Sunday, February 20, 2011

Theatre Restaurants (Vue de Monde, not Dracula's)

Venue: Vue de Monde
Style: Modern French, Molecular Gastronomy
Address: Normanby Chambers, 430 Little Collins St, Melbourne [Google Maps]
Phone: (03) 9691 3888
Hours: Lunch Tue-Fri & Sun 12:00pm-2:00pm / Dinner Mon-Sat 6:00pm-11:00pm
Prices: Lunch Express $60 / A la carte 4 courses $150 / Gastronomes 10+ courses $250
Bookings: Absolutely necessary, can be made by telephone or online

Note: Vue de Monde has since relocated to Level 55, Rialto, 525 Collins Street, Melbourne [Google Maps]



Once upon a dinner service, I was in the midst of explaining saltimbocca to a guest, when the head chef's voice came bellowing out of the bowels of the kitchen. "Nice work, genius. I'd get more value out of you as sixty kilos of mince than as a sous chef!" Stoicism was not his strong point and while the food he served was delicious, diners were regularly subjected to his theatrics, which occasionally turned into a front-of-house floorshow, provided we'd all been too busy to keep count of his vodka shots.

Melbourne's Vue de Monde was one of the first restaurants to introduce me to dining as adventure. Six years ago, I wrote that eating there had cemented my curiosity about food and my desire to step outside of my culinary comfort zone. VDM is the lovechild of the dining room and the circus, with all the promise of a formal meal service punctuated by moments of wonder and spectacle.
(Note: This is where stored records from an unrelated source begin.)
pub mod compare;
pub mod contest;
pub mod core;
pub mod history;
pub mod stats;
pub mod uploads;

use chrono::NaiveDate;

use crate::ipc::error::HandlerErr;

pub(crate) fn get_required_str(params: &serde_json::Value, key: &str) -> Result<String, HandlerErr> {
    params
        .get(key)
        .and_then(|v| v.as_str())
        .map(|s| s.to_string())
        .ok_or_else(|| HandlerErr::bad_params(format!("missing {}", key)))
}

pub(crate) fn get_optional_str(params: &serde_json::Value, key: &str) -> Option<String> {
    params
        .get(key)
        .and_then(|v| v.as_str())
        .map(|s| s.to_string())
}

pub(crate) fn get_optional_i64(params: &serde_json::Value, key: &str) -> Option<i64> {
    params.get(key).and_then(|v| v.as_i64())
}

pub(crate) fn filename_param(params: &serde_json::Value) -> String {
    get_optional_str(params, "filename").unwrap_or_else(|| "unnamed.csv".to_string())
}

fn check_date(raw: &str, key: &str) -> Result<String, HandlerErr> {
    match NaiveDate::parse_from_str(raw.trim(), "%Y-%m-%d") {
        Ok(d) => Ok(d.format("%Y-%m-%d").to_string()),
        Err(_) => Err(HandlerErr::bad_params(format!(
            "{} must be YYYY-MM-DD, got '{}'",
            key, raw
        ))),
    }
}

pub(crate) fn require_date(params: &serde_json::Value, key: &str) -> Result<String, HandlerErr> {
    let raw = get_required_str(params, key)?;
    check_date(&raw, key)
}

pub(crate) fn optional_date(
    params: &serde_json::Value,
    key: &str,
) -> Result<Option<String>, HandlerErr> {
    match get_optional_str(params, key) {
        Some(raw) => check_date(&raw, key).map(Some),
        None => Ok(None),
    }
}

pub(crate) fn to_json<T: serde::Serialize>(value: &T) -> Result<serde_json::Value, HandlerErr> {
    serde_json::to_value(value).map_err(|e| HandlerErr::new("internal", e.to_string()))
}
mod error;
mod handlers;
mod router;
mod types;

pub use router::handle_request;
pub use types::{AppState, Request};
use rusqlite::Connection;
use serde_json::json;

use super::{get_required_str, optional_date, to_json};
use crate::columns::norm;
use crate::ipc::error::{err, ok, HandlerErr};
use crate::ipc::types::{AppState, Request};
use crate::stats::{self, GroupBy, WinnerCandidate};

fn contest_days(conn: &Connection) -> Result<serde_json::Value, HandlerErr> {
    let days = stats::contest_days(conn)?;
    Ok(json!({ "days": days, "count": days.len() }))
}

fn summary(conn: &Connection, params: &serde_json::Value) -> Result<serde_json::Value, HandlerErr> {
    let raw = get_required_str(params, "groupBy")?;
    let group_by = GroupBy::parse(&raw).ok_or_else(|| {
        HandlerErr::bad_params("groupBy must be one of class, team, grade, school")
    })?;
    let date = optional_date(params, "date")?;
    let rollups = stats::summary(conn, group_by, date.as_deref())?;
    Ok(json!({ "groups": to_json(&rollups)? }))
}

fn students(conn: &Connection, params: &serde_json::Value) -> Result<serde_json::Value, HandlerErr> {
    let date = optional_date(params, "date")?;
    let rollups = stats::students(conn, date.as_deref())?;
    Ok(json!({ "students": to_json(&rollups)? }))
}

/// School-wide winners rank individual readers; team, class and grade
/// winners rank the rollups of those groups.
fn winners(conn: &Connection, params: &serde_json::Value) -> Result<serde_json::Value, HandlerErr> {
    let level = norm(&get_required_str(params, "level")?);
    let metric = get_required_str(params, "metric")?;
    let date = optional_date(params, "date")?;

    let candidates: Vec<WinnerCandidate> = match level.as_str() {
        "school" => {
            if !stats::is_student_metric(&metric) {
                return Err(HandlerErr::bad_params(format!(
                    "unknown student metric: {}",
                    metric
                )));
            }
            stats::students(conn, date.as_deref())?
                .iter()
                .filter_map(|r| {
                    stats::student_metric_value(r, &metric).map(|value| WinnerCandidate {
                        name: r.student_name.clone(),
                        grade: Some(r.grade_level),
                        value,
                    })
                })
                .collect()
        }
        "team" | "class" | "grade" => {
            if !stats::is_group_metric(&metric) {
                return Err(HandlerErr::bad_params(format!(
                    "unknown group metric: {}",
                    metric
                )));
            }
            let group_by = match level.as_str() {
                "team" => GroupBy::Team,
                "class" => GroupBy::Class,
                _ => GroupBy::Grade,
            };
            stats::summary(conn, group_by, date.as_deref())?
                .iter()
                .filter_map(|r| {
                    stats::group_metric_value(r, &metric).map(|value| WinnerCandidate {
                        name: r.group_key.clone(),
                        grade: r.grade_level,
                        value,
                    })
                })
                .collect()
        }
        _ => {
            return Err(HandlerErr::bad_params(
                "level must be one of school, team, class, grade",
            ))
        }
    };

    let winner = stats::select_winners(&metric, &candidates);
    let mut result = to_json(&winner)?;
    result["level"] = json!(level);
    Ok(result)
}

fn grade_winners(
    conn: &Connection,
    params: &serde_json::Value,
) -> Result<serde_json::Value, HandlerErr> {
    let metric = get_required_str(params, "metric")?;
    if !stats::is_student_metric(&metric) {
        return Err(HandlerErr::bad_params(format!(
            "unknown student metric: {}",
            metric
        )));
    }
    let date = optional_date(params, "date")?;
    let boards = stats::grade_winners(conn, &metric, date.as_deref())?;
    Ok(json!({ "grades": to_json(&boards)? }))
}

fn integrity(conn: &Connection) -> Result<serde_json::Value, HandlerErr> {
    let report = stats::integrity_report(conn)?;
    to_json(&report)
}

fn with_db(
    state: &AppState,
    req: &Request,
    f: impl FnOnce(&Connection, &serde_json::Value) -> Result<serde_json::Value, HandlerErr>,
) -> serde_json::Value {
    let Some(conn) = state.db.as_ref() else {
        return err(&req.id, "no_database", "no active contest database", None);
    };
    match f(conn, &req.params) {
        Ok(v) => ok(&req.id, v),
        Err(e) => e.response(&req.id),
    }
}

pub fn try_handle(state: &mut AppState, req: &Request) -> Option<serde_json::Value> {
    match req.method.as_str() {
        "stats.contestDays" => Some(with_db(state, req, |conn, _| contest_days(conn))),
        "stats.summary" => Some(with_db(state, req, summary)),
        "stats.students" => Some(with_db(state, req, students)),
        "stats.winners" => Some(with_db(state, req, winners)),
        "stats.gradeWinners" => Some(with_db(state, req, grade_winners)),
        "stats.integrity" => Some(with_db(state, req, |conn, _| integrity(conn))),
        _ => None,
    }
}
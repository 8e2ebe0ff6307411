use super::handlers;
use super::types::{AppState, Request};
use crate::ipc::error::err;

pub fn handle_request(state: &mut AppState, req: Request) -> serde_json::Value {
    if let Some(resp) = handlers::core::try_handle(state, &req) {
        return resp;
    }
    if let Some(resp) = handlers::contest::try_handle(state, &req) {
        return resp;
    }
    if let Some(resp) = handlers::uploads::try_handle(state, &req) {
        return resp;
    }
    if let Some(resp) = handlers::history::try_handle(state, &req) {
        return resp;
    }
    if let Some(resp) = handlers::stats::try_handle(state, &req) {
        return resp;
    }
    if let Some(resp) = handlers::compare::try_handle(state, &req) {
        return resp;
    }

    err(
        &req.id,
        "not_implemented",
        format!("unknown method: {}", req.method),
        None,
    )
}
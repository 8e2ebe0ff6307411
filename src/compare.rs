use rusqlite::Connection;
use serde::Serialize;

use crate::stats::{
    self, format_name_list, group_metric_value, round1, student_metric_value, GroupRollup,
    StatsError, StudentRollup,
};

pub struct MetricDef {
    pub key: &'static str,
    pub label: &'static str,
    pub format: &'static str,
    pub honors_filter: bool,
}

pub const METRICS: [MetricDef; 10] = [
    MetricDef { key: "total_minutes", label: "Total Minutes (Capped)", format: "minutes", honors_filter: true },
    MetricDef { key: "total_minutes_raw", label: "Total Minutes (Raw)", format: "minutes", honors_filter: true },
    MetricDef { key: "avg_daily_minutes", label: "Average Daily Minutes", format: "minutes", honors_filter: true },
    MetricDef { key: "participation_rate", label: "Participation Rate", format: "percent", honors_filter: true },
    MetricDef { key: "reading_days", label: "Reading Days", format: "count", honors_filter: true },
    MetricDef { key: "goal_met_any_pct", label: "Goal Met (Any Day)", format: "percent", honors_filter: true },
    MetricDef { key: "goal_met_all_pct", label: "Goal Met (Every Day)", format: "percent", honors_filter: true },
    MetricDef { key: "total_raised", label: "Total Raised", format: "currency", honors_filter: false },
    MetricDef { key: "total_sponsors", label: "Total Sponsors", format: "count", honors_filter: false },
    MetricDef { key: "color_points", label: "Color War Points", format: "count", honors_filter: true },
];

#[derive(Debug, Clone, Copy, PartialEq, Eq)]
enum Level {
    School,
    Team,
    Grade,
    Class,
    Student,
}

const LEVELS: [Level; 5] = [
    Level::School,
    Level::Team,
    Level::Grade,
    Level::Class,
    Level::Student,
];

impl Level {
    fn name(self) -> &'static str {
        match self {
            Level::School => "School",
            Level::Team => "Team",
            Level::Grade => "Grade",
            Level::Class => "Class",
            Level::Student => "Student",
        }
    }

    fn group_by(self) -> Option<stats::GroupBy> {
        match self {
            Level::School => Some(stats::GroupBy::School),
            Level::Team => Some(stats::GroupBy::Team),
            Level::Grade => Some(stats::GroupBy::Grade),
            Level::Class => Some(stats::GroupBy::Class),
            Level::Student => None,
        }
    }
}

#[derive(Debug, Clone, Serialize)]
#[serde(rename_all = "camelCase")]
pub struct Change {
    pub absolute: f64,
    pub direction: String,
}

#[derive(Debug, Clone, Serialize)]
#[serde(rename_all = "camelCase")]
pub struct ComparisonRow {
    pub entity_level: String,
    pub metric: String,
    pub label: String,
    pub honors_filter: bool,
    pub db1_value: Option<f64>,
    pub db2_value: Option<f64>,
    pub db1_holders: String,
    pub db2_holders: String,
    pub change: Option<Change>,
    pub winner: Option<String>,
    pub format: String,
}

#[derive(Debug, Clone, Serialize)]
#[serde(rename_all = "camelCase")]
pub struct ComparisonReport {
    pub day: Option<i64>,
    pub db1_label: String,
    pub db2_label: String,
    pub db1_day_date: Option<String>,
    pub db2_day_date: Option<String>,
    pub rows: Vec<ComparisonRow>,
}

// "Day N" is relative to each database's own calendar: its Nth distinct
// log date, ascending. The same N can resolve to different dates per side.
enum DayResolution {
    Full,
    On(String),
    OutOfRange,
}

fn resolve_day(conn: &Connection, day: Option<i64>) -> Result<DayResolution, StatsError> {
    let Some(n) = day else {
        return Ok(DayResolution::Full);
    };
    if n < 1 {
        return Ok(DayResolution::OutOfRange);
    }
    let days = stats::contest_days(conn)?;
    Ok(match days.get((n - 1) as usize) {
        Some(d) => DayResolution::On(d.clone()),
        None => DayResolution::OutOfRange,
    })
}

enum LevelData {
    Groups(Vec<GroupRollup>),
    Students(Vec<StudentRollup>),
}

struct LevelSide {
    data: LevelData,
    minutes_valid: bool,
}

fn level_side(
    conn: &Connection,
    level: Level,
    resolution: &DayResolution,
) -> Result<LevelSide, StatsError> {
    // An out-of-range day still needs rollups: money metrics ignore the
    // filter, so they read from the unfiltered table.
    let (date, minutes_valid) = match resolution {
        DayResolution::Full => (None, true),
        DayResolution::On(d) => (Some(d.as_str()), true),
        DayResolution::OutOfRange => (None, false),
    };
    let data = match level.group_by() {
        Some(gb) => LevelData::Groups(stats::summary(conn, gb, date)?),
        None => LevelData::Students(stats::students(conn, date)?),
    };
    Ok(LevelSide { data, minutes_valid })
}

impl LevelSide {
    /// Best entity value for the metric with tie-aware holder names, or
    /// None when the day filter ruled this side out (or no entities exist).
    fn best(&self, metric: &MetricDef) -> (Option<f64>, String) {
        if metric.honors_filter && !self.minutes_valid {
            return (None, String::new());
        }
        let candidates: Vec<(String, f64)> = match &self.data {
            LevelData::Groups(rollups) => rollups
                .iter()
                .filter_map(|r| {
                    group_metric_value(r, metric.key).map(|v| (r.group_key.clone(), v))
                })
                .collect(),
            LevelData::Students(rollups) => rollups
                .iter()
                .filter_map(|r| {
                    student_metric_value(r, metric.key).map(|v| (r.student_name.clone(), v))
                })
                .collect(),
        };
        if candidates.is_empty() {
            return (None, String::new());
        }
        let max = candidates
            .iter()
            .map(|(_, v)| *v)
            .fold(f64::NEG_INFINITY, f64::max);
        let holders: Vec<String> = candidates
            .iter()
            .filter(|(_, v)| *v == max)
            .map(|(name, _)| name.clone())
            .collect();
        (Some(max), format_name_list(&holders))
    }
}

fn compare_values(v1: Option<f64>, v2: Option<f64>) -> (Option<Change>, Option<String>) {
    let (Some(a), Some(b)) = (v1, v2) else {
        return (None, None);
    };
    let absolute = round1(b - a);
    let direction = if b > a {
        "up"
    } else if b < a {
        "down"
    } else {
        "same"
    };
    let winner = if a > b {
        "db1"
    } else if b > a {
        "db2"
    } else {
        "tie"
    };
    (
        Some(Change {
            absolute,
            direction: direction.to_string(),
        }),
        Some(winner.to_string()),
    )
}

pub fn run(
    db1: &Connection,
    db2: &Connection,
    db1_label: &str,
    db2_label: &str,
    day: Option<i64>,
) -> Result<ComparisonReport, StatsError> {
    let res1 = resolve_day(db1, day)?;
    let res2 = resolve_day(db2, day)?;

    let mut rows = Vec::new();
    for level in LEVELS {
        let side1 = level_side(db1, level, &res1)?;
        let side2 = level_side(db2, level, &res2)?;
        for metric in &METRICS {
            // Color War Points attach to classes, never to one student.
            if level == Level::Student && metric.key == "color_points" {
                continue;
            }
            let (db1_value, db1_holders) = side1.best(metric);
            let (db2_value, db2_holders) = side2.best(metric);
            let (change, winner) = compare_values(db1_value, db2_value);
            rows.push(ComparisonRow {
                entity_level: level.name().to_string(),
                metric: metric.key.to_string(),
                label: metric.label.to_string(),
                honors_filter: metric.honors_filter,
                db1_value,
                db2_value,
                db1_holders,
                db2_holders,
                change,
                winner,
                format: metric.format.to_string(),
            });
        }
    }

    Ok(ComparisonReport {
        day,
        db1_label: db1_label.to_string(),
        db2_label: db2_label.to_string(),
        db1_day_date: match &res1 {
            DayResolution::On(d) => Some(d.clone()),
            _ => None,
        },
        db2_day_date: match &res2 {
            DayResolution::On(d) => Some(d.clone()),
            _ => None,
        },
        rows,
    })
}
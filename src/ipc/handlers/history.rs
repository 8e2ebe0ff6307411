use rusqlite::Connection;
use serde_json::json;

use super::{get_optional_i64, to_json};
use crate::ingest;
use crate::ipc::error::{err, ok, HandlerErr};
use crate::ipc::types::{AppState, Request};

fn list(conn: &Connection, params: &serde_json::Value) -> Result<serde_json::Value, HandlerErr> {
    let limit = get_optional_i64(params, "limit").unwrap_or(100);
    if limit < 1 {
        return Err(HandlerErr::bad_params("limit must be >= 1"));
    }
    let entries = ingest::list_history(conn, limit)?;
    Ok(json!({ "history": to_json(&entries)? }))
}

fn clear(conn: &Connection) -> Result<serde_json::Value, HandlerErr> {
    let removed = ingest::clear_history(conn)?;
    Ok(json!({ "removed": removed }))
}

fn handle_list(state: &mut AppState, req: &Request) -> serde_json::Value {
    let Some(conn) = state.db.as_ref() else {
        return err(&req.id, "no_database", "no active contest database", None);
    };
    match list(conn, &req.params) {
        Ok(v) => ok(&req.id, v),
        Err(e) => e.response(&req.id),
    }
}

fn handle_clear(state: &mut AppState, req: &Request) -> serde_json::Value {
    let Some(conn) = state.db.as_ref() else {
        return err(&req.id, "no_database", "no active contest database", None);
    };
    match clear(conn) {
        Ok(v) => ok(&req.id, v),
        Err(e) => e.response(&req.id),
    }
}

pub fn try_handle(state: &mut AppState, req: &Request) -> Option<serde_json::Value> {
    match req.method.as_str() {
        "history.list" => Some(handle_list(state, req)),
        "history.clear" => Some(handle_clear(state, req)),
        _ => None,
    }
}
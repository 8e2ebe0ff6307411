use std::path::{Path, PathBuf};

use super::{get_optional_i64, get_required_str, to_json};
use crate::compare;
use crate::db;
use crate::ipc::error::{err, ok, HandlerErr};
use crate::ipc::types::{AppState, Request};

fn resolve_db_file(workspace: &Path, params: &serde_json::Value, key: &str) -> Result<(PathBuf, String), HandlerErr> {
    let name = get_required_str(params, key)?;
    super::contest::validate_file_name(&name)?;
    let path = workspace.join(&name);
    if !path.is_file() {
        return Err(HandlerErr::new(
            "not_found",
            format!("database file not found: {}", name),
        ));
    }
    Ok((path, name))
}

fn run(workspace: &Path, params: &serde_json::Value) -> Result<serde_json::Value, HandlerErr> {
    let (path1, name1) = resolve_db_file(workspace, params, "db1")?;
    let (path2, name2) = resolve_db_file(workspace, params, "db2")?;
    let day = get_optional_i64(params, "day");
    if let Some(n) = day {
        if n < 1 {
            return Err(HandlerErr::bad_params("day must be >= 1"));
        }
    }

    // Two independent connections; the active database stays untouched.
    let conn1 = db::open_contest_db(&path1)
        .map_err(|e| HandlerErr::new("db_open_failed", format!("{e:?}")))?;
    let conn2 = db::open_contest_db(&path2)
        .map_err(|e| HandlerErr::new("db_open_failed", format!("{e:?}")))?;

    let report = compare::run(&conn1, &conn2, &name1, &name2, day)?;
    to_json(&report)
}

fn handle_run(state: &mut AppState, req: &Request) -> serde_json::Value {
    let Some(workspace) = state.workspace.as_ref() else {
        return err(&req.id, "no_workspace", "no workspace selected", None);
    };
    match run(workspace, &req.params) {
        Ok(v) => ok(&req.id, v),
        Err(e) => e.response(&req.id),
    }
}

pub fn try_handle(state: &mut AppState, req: &Request) -> Option<serde_json::Value> {
    match req.method.as_str() {
        "compare.run" => Some(handle_run(state, req)),
        _ => None,
    }
}
use serde_json::json;

use crate::stats::StatsError;

pub fn ok(id: &str, result: serde_json::Value) -> serde_json::Value {
    json!({
        "id": id,
        "ok": true,
        "result": result
    })
}

pub fn err(
    id: &str,
    code: &str,
    message: impl Into<String>,
    details: Option<serde_json::Value>,
) -> serde_json::Value {
    let mut error = json!({
        "code": code,
        "message": message.into(),
    });
    if let Some(d) = details {
        error["details"] = d;
    }
    json!({
        "id": id,
        "ok": false,
        "error": error,
    })
}

pub struct HandlerErr {
    pub code: &'static str,
    pub message: String,
    pub details: Option<serde_json::Value>,
}

impl HandlerErr {
    pub fn new(code: &'static str, message: impl Into<String>) -> Self {
        HandlerErr {
            code,
            message: message.into(),
            details: None,
        }
    }

    pub fn bad_params(message: impl Into<String>) -> Self {
        HandlerErr::new("bad_params", message)
    }

    pub fn response(self, id: &str) -> serde_json::Value {
        err(id, self.code, self.message, self.details)
    }
}

impl From<rusqlite::Error> for HandlerErr {
    fn from(e: rusqlite::Error) -> Self {
        HandlerErr::new("db_query_failed", e.to_string())
    }
}

impl From<StatsError> for HandlerErr {
    fn from(e: StatsError) -> Self {
        let code = match e.code.as_str() {
            "bad_params" => "bad_params",
            "not_found" => "not_found",
            _ => "db_query_failed",
        };
        HandlerErr::new(code, e.message)
    }
}
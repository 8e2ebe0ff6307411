use serde_json::json;
use std::io::{BufRead, BufReader, Write};
use std::path::PathBuf;
use std::process::{Child, ChildStdin, ChildStdout, Command, Stdio};
use std::time::{SystemTime, UNIX_EPOCH};

fn temp_dir(prefix: &str) -> PathBuf {
    let p = std::env::temp_dir().join(format!(
        "{}-{}",
        prefix,
        SystemTime::now()
            .duration_since(UNIX_EPOCH)
            .expect("clock")
            .as_nanos()
    ));
    std::fs::create_dir_all(&p).expect("create temp dir");
    p
}

fn spawn_sidecar() -> (Child, ChildStdin, BufReader<ChildStdout>) {
    let exe = env!("CARGO_BIN_EXE_readathond");
    let mut child = Command::new(exe)
        .stdin(Stdio::piped())
        .stdout(Stdio::piped())
        .stderr(Stdio::null())
        .spawn()
        .expect("spawn readathond");
    let stdin = child.stdin.take().expect("child stdin");
    let stdout = child.stdout.take().expect("child stdout");
    (child, stdin, BufReader::new(stdout))
}

fn request(
    stdin: &mut ChildStdin,
    reader: &mut BufReader<ChildStdout>,
    id: &str,
    method: &str,
    params: serde_json::Value,
) -> serde_json::Value {
    let payload = json!({
        "id": id,
        "method": method,
        "params": params,
    });
    writeln!(stdin, "{}", payload).expect("write request");
    stdin.flush().expect("flush request");

    let mut line = String::new();
    reader.read_line(&mut line).expect("read response line");
    assert!(!line.trim().is_empty(), "empty response for {}", method);
    let value: serde_json::Value = serde_json::from_str(line.trim()).expect("parse response json");
    assert_eq!(value.get("id").and_then(|v| v.as_str()), Some(id));
    value
}

fn request_ok(
    stdin: &mut ChildStdin,
    reader: &mut BufReader<ChildStdout>,
    id: &str,
    method: &str,
    params: serde_json::Value,
) -> serde_json::Value {
    let value = request(stdin, reader, id, method, params);
    assert!(
        value.get("ok").and_then(|v| v.as_bool()).unwrap_or(false),
        "{} failed: {}",
        method,
        value
    );
    value.get("result").cloned().unwrap_or_else(|| json!({}))
}

fn strings(value: &serde_json::Value, key: &str) -> Vec<String> {
    value
        .get(key)
        .and_then(|v| v.as_array())
        .map(|a| {
            a.iter()
                .filter_map(|v| v.as_str().map(|s| s.to_string()))
                .collect()
        })
        .unwrap_or_default()
}

fn setup(
    stdin: &mut ChildStdin,
    reader: &mut BufReader<ChildStdout>,
    workspace: &std::path::Path,
) {
    let _ = request_ok(
        stdin,
        reader,
        "s1",
        "workspace.select",
        json!({ "path": workspace.to_string_lossy() }),
    );
    let _ = request_ok(
        stdin,
        reader,
        "s2",
        "contest.create",
        json!({ "fileName": "contest.sqlite3" }),
    );
    let _ = request_ok(
        stdin,
        reader,
        "s3",
        "contest.activate",
        json!({ "fileName": "contest.sqlite3" }),
    );
    let roster = "student_name,class_name,home_room,teacher_name,grade_level,team_name\n\
                  Alice Adams,3A,101,Ms. Green,3,Red\n\
                  Bob Brown,4B,202,Mr. Blue,4,Blue\n";
    let _ = request_ok(
        stdin,
        reader,
        "s4",
        "uploads.roster",
        json!({ "csv": roster, "filename": "roster.csv" }),
    );
    let classes = "class_name,home_room,teacher_name,grade_level,team_name,total_students\n\
                   3A,101,Ms. Green,3,Red,1\n\
                   4B,202,Mr. Blue,4,Blue,1\n";
    let _ = request_ok(
        stdin,
        reader,
        "s5",
        "uploads.classInfo",
        json!({ "csv": classes, "filename": "classes.csv" }),
    );
}

#[test]
fn valid_rows_commit_even_when_other_rows_fail() {
    let workspace = temp_dir("readathon-bonus-partial");
    let (mut child, mut stdin, mut reader) = spawn_sidecar();
    setup(&mut stdin, &mut reader, &workspace);

    // One good row, one unknown class, one class registered to another team.
    let csv = "timestamp,class_name,team_name,grade_level,students_count\n\
               x,3A,Red,3,5\n\
               x,9Z,Gold,9,4\n\
               x,4B,Red,4,3\n";
    let outcome = request_ok(
        &mut stdin,
        &mut reader,
        "1",
        "uploads.colorBonus",
        json!({ "date": "2024-03-01", "csv": csv, "filename": "spirit-day.csv" }),
    );
    assert_eq!(outcome.get("success"), Some(&json!(false)));
    assert_eq!(outcome.get("count"), Some(&json!(1)));
    let errors = strings(&outcome, "errors");
    assert_eq!(errors.len(), 2);
    assert!(
        errors.iter().any(|e| e.contains("class '9Z' not found")),
        "errors: {:?}",
        errors
    );
    assert!(
        errors
            .iter()
            .any(|e| e.contains("does not match registered team 'Blue'")),
        "errors: {:?}",
        errors
    );

    // The good row landed: 5 students -> 50 bonus minutes, 5 points.
    let summary = request_ok(
        &mut stdin,
        &mut reader,
        "2",
        "stats.summary",
        json!({ "groupBy": "class" }),
    );
    let groups = summary
        .get("groups")
        .and_then(|v| v.as_array())
        .expect("class groups")
        .clone();
    let class_3a = groups
        .iter()
        .find(|g| g.get("groupKey") == Some(&json!("3A")))
        .expect("3A rollup");
    assert_eq!(class_3a.get("colorPoints"), Some(&json!(5)));
    assert_eq!(
        class_3a.get("totalMinutesWithBonus"),
        Some(&json!(50))
    );
    let class_4b = groups
        .iter()
        .find(|g| g.get("groupKey") == Some(&json!("4B")))
        .expect("4B rollup");
    assert_eq!(class_4b.get("colorPoints"), Some(&json!(0)));

    let history = request_ok(&mut stdin, &mut reader, "3", "history.list", json!({}));
    let newest = history
        .get("history")
        .and_then(|v| v.as_array())
        .and_then(|a| a.first())
        .expect("history row")
        .clone();
    assert_eq!(newest.get("uploadType"), Some(&json!("color_bonus")));
    assert_eq!(newest.get("status"), Some(&json!("warning")));

    drop(stdin);
    let _ = child.wait();
    let _ = std::fs::remove_dir_all(workspace);
}

#[test]
fn reuploading_an_event_date_overwrites_per_class() {
    let workspace = temp_dir("readathon-bonus-overwrite");
    let (mut child, mut stdin, mut reader) = spawn_sidecar();
    setup(&mut stdin, &mut reader, &workspace);

    let first = "timestamp,class_name,team_name,grade_level,students_count\nx,3A,Red,3,5\n";
    let _ = request_ok(
        &mut stdin,
        &mut reader,
        "1",
        "uploads.colorBonus",
        json!({ "date": "2024-03-01", "csv": first, "filename": "spirit-day.csv" }),
    );

    let corrected = "timestamp,class_name,team_name,grade_level,students_count\nx,3A,Red,3,8\n";
    let outcome = request_ok(
        &mut stdin,
        &mut reader,
        "2",
        "uploads.colorBonus",
        json!({ "date": "2024-03-01", "csv": corrected, "filename": "spirit-day-fixed.csv" }),
    );
    assert_eq!(outcome.get("success"), Some(&json!(true)));

    let history = request_ok(&mut stdin, &mut reader, "3", "history.list", json!({}));
    let newest = history
        .get("history")
        .and_then(|v| v.as_array())
        .and_then(|a| a.first())
        .expect("history row")
        .clone();
    assert_eq!(newest.get("actionTaken"), Some(&json!("replaced")));
    assert_eq!(newest.get("recordsReplaced"), Some(&json!(1)));

    // The corrected count fully replaces the old one.
    let summary = request_ok(
        &mut stdin,
        &mut reader,
        "4",
        "stats.summary",
        json!({ "groupBy": "class" }),
    );
    let class_3a = summary
        .get("groups")
        .and_then(|v| v.as_array())
        .and_then(|a| {
            a.iter()
                .find(|g| g.get("groupKey") == Some(&json!("3A")))
                .cloned()
        })
        .expect("3A rollup");
    assert_eq!(class_3a.get("colorPoints"), Some(&json!(8)));
    assert_eq!(class_3a.get("totalMinutesWithBonus"), Some(&json!(80)));

    drop(stdin);
    let _ = child.wait();
    let _ = std::fs::remove_dir_all(workspace);
}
And with a kitchen that is set up like a stage, lit up and imposing on the dining room, guests may marvel at chefs who juggle, tame wily sauces and traverse a tightrope of logistics, never breaking a sweat or resorting to Wyborowa-fuelled tirades (not during service, anyway).

Having been subjected to my rapturous blathering about The Culinary Temple over the years, an old friend of mine, newly arrived from New Zealand, suggested we pay VDM a visit. He didn't exactly have to twist my arm, as I always look forward to an opportunity to see what new dishes the kitchen has come up with (I didn't always feel so comfortable at VDM; the first time I visited, the opulence of the entrance hall alone made me feel small and unimportant – I was waiting for the maitre d' to address me in a manner similar to that which Homer Simpson is greeted with when he attempts to visit a swanky bar: "Good evening, sir. Would you please leave without a fuss right now?").

Show plate w/ Campari & soda

Fancy handmade chips with fancily dolloped dip

The amuse bouche ("mouth amusement") of smoked eel arrived in style atop a slab of rock. Encased in a thin shell of white chocolate and topped with black caviar, this taster was equal parts oily, smoky and creamy, with touches of sweetness and saltiness. Consider my palate primed.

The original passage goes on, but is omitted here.